----- Supplied entries -----

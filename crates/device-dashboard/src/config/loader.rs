//! Configuration file loader with position-aware error reporting.
//!
//! Loads TOML configuration from a specific path or the default XDG location.
//! When the default location has no file, returns `Config::default()`.

use std::fs;
use std::path::Path;

use crate::config::error::ConfigError;
use crate::config::schema::Config;
use crate::config::xdg;

/// Stateless configuration loader.
pub struct ConfigLoader;

impl ConfigLoader {
    /// Loads from `path` when given, otherwise from the default location.
    ///
    /// The result is validated, so durations are known to parse.
    pub fn load(path: Option<&Path>) -> Result<Config, ConfigError> {
        let config = match path {
            Some(path) => Self::load_from_path(path)?,
            None => Self::load_default()?,
        };
        config.validate()?;
        Ok(config)
    }

    /// Load configuration from a specific path.
    ///
    /// Returns `ConfigError::NotFound` if the file does not exist, or
    /// `ConfigError::ReadError` for other I/O failures.
    pub fn load_from_path(path: &Path) -> Result<Config, ConfigError> {
        let content = fs::read_to_string(path).map_err(|e| {
            if e.kind() == std::io::ErrorKind::NotFound {
                ConfigError::NotFound {
                    path: path.to_path_buf(),
                }
            } else {
                ConfigError::ReadError {
                    path: path.to_path_buf(),
                    source: e,
                }
            }
        })?;
        Self::parse_toml(&content, path)
    }

    /// Load configuration from the default XDG location.
    ///
    /// If no file exists at the default path, returns `Config::default()`
    /// instead of an error.
    pub fn load_default() -> Result<Config, ConfigError> {
        let path = xdg::config_path();
        if path.exists() {
            Self::load_from_path(&path)
        } else {
            tracing::debug!("No config file at {:?}, using defaults", path);
            Ok(Config::default())
        }
    }

    /// Parse a TOML string into `Config` with position-aware error reporting.
    fn parse_toml(content: &str, path: &Path) -> Result<Config, ConfigError> {
        toml::from_str(content).map_err(|e| {
            let (line, column) = e
                .span()
                .map(|span| line_column(content, span.start))
                .unwrap_or((0, 0));
            ConfigError::ParseError {
                path: path.to_path_buf(),
                line,
                column,
                message: e.message().to_string(),
            }
        })
    }
}

/// One-based line and column of a byte offset.
fn line_column(content: &str, offset: usize) -> (usize, usize) {
    let offset = offset.min(content.len());
    let before = &content[..offset];
    let line = before.matches('\n').count() + 1;
    let line_start = before.rfind('\n').map(|p| p + 1).unwrap_or(0);
    (line, offset - line_start + 1)
}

-----

__What the task requires__. Every line of the material must be returned exactly as it appears.

__Task solution__.
filename crates/device-dashboard/src/config/loader.rs
//! Configuration file loader with position-aware error reporting.
//!
//! Loads TOML configuration from a specific path or the default XDG location.
//! When the default location has no file, returns `Config::default()`.

use std::fs;
use std::path::Path;

use crate::config::error::ConfigError;
use crate::config::schema::Config;
use crate::config::xdg;

/// Stateless configuration loader.
pub struct ConfigLoader;

impl ConfigLoader {
    /// Loads from `path` when given, otherwise from the default location.
    ///
    /// The result is validated, so durations are known to parse.
    pub fn load(path: Option<&Path>) -> Result<Config, ConfigError> {
        let config = match path {
            Some(path) => Self::load_from_path(path)?,
            None => Self::load_default()?,
        };
        config.validate()?;
        Ok(config)
    }

    /// Load configuration from a specific path.
    ///
    /// Returns `ConfigError::NotFound` if the file does not exist, or
    /// `ConfigError::ReadError` for other I/O failures.
    pub fn load_from_path(path: &Path) -> Result<Config, ConfigError> {
        let content = fs::read_to_string(path).map_err(|e| {
            if e.kind() == std::io::ErrorKind::NotFound {
                ConfigError::NotFound {
                    path: path.to_path_buf(),
                }
            } else {
                ConfigError::ReadError {
                    path: path.to_path_buf(),
                    source: e,
                }
            }
        })?;
        Self::parse_toml(&content, path)
    }

    /// Load configuration from the default XDG location.
    ///
    /// If no file exists at the default path, returns `Config::default()`
    /// instead of an error.
    pub fn load_default() -> Result<Config, ConfigError> {
        let path = xdg::config_path();
        if path.exists() {
            Self::load_from_path(&path)
        } else {
            tracing::debug!("No config file at {:?}, using defaults", path);
            Ok(Config::default())
        }
    }

    /// Parse a TOML string into `Config` with position-aware error reporting.
    fn parse_toml(content: &str, path: &Path) -> Result<Config, ConfigError> {
        toml::from_str(content).map_err(|e| {
            let (line, column) = e
                .span()
                .map(|span| line_column(content, span.start))
                .unwrap_or((0, 0));
            ConfigError::ParseError {
                path: path.to_path_buf(),
                line,
                column,
                message: e.message().to_string(),
            }
        })
    }
}

/// One-based line and column of a byte offset.
fn line_column(content: &str, offset: usize) -> (usize, usize) {
    let offset = offset.min(content.len());
    let before = &content[..offset];
    let line = before.matches('\n').count() + 1;
    let line_start = before.rfind('\n').map(|p| p + 1).unwrap_or(0);
    (line, offset - line_start + 1)
}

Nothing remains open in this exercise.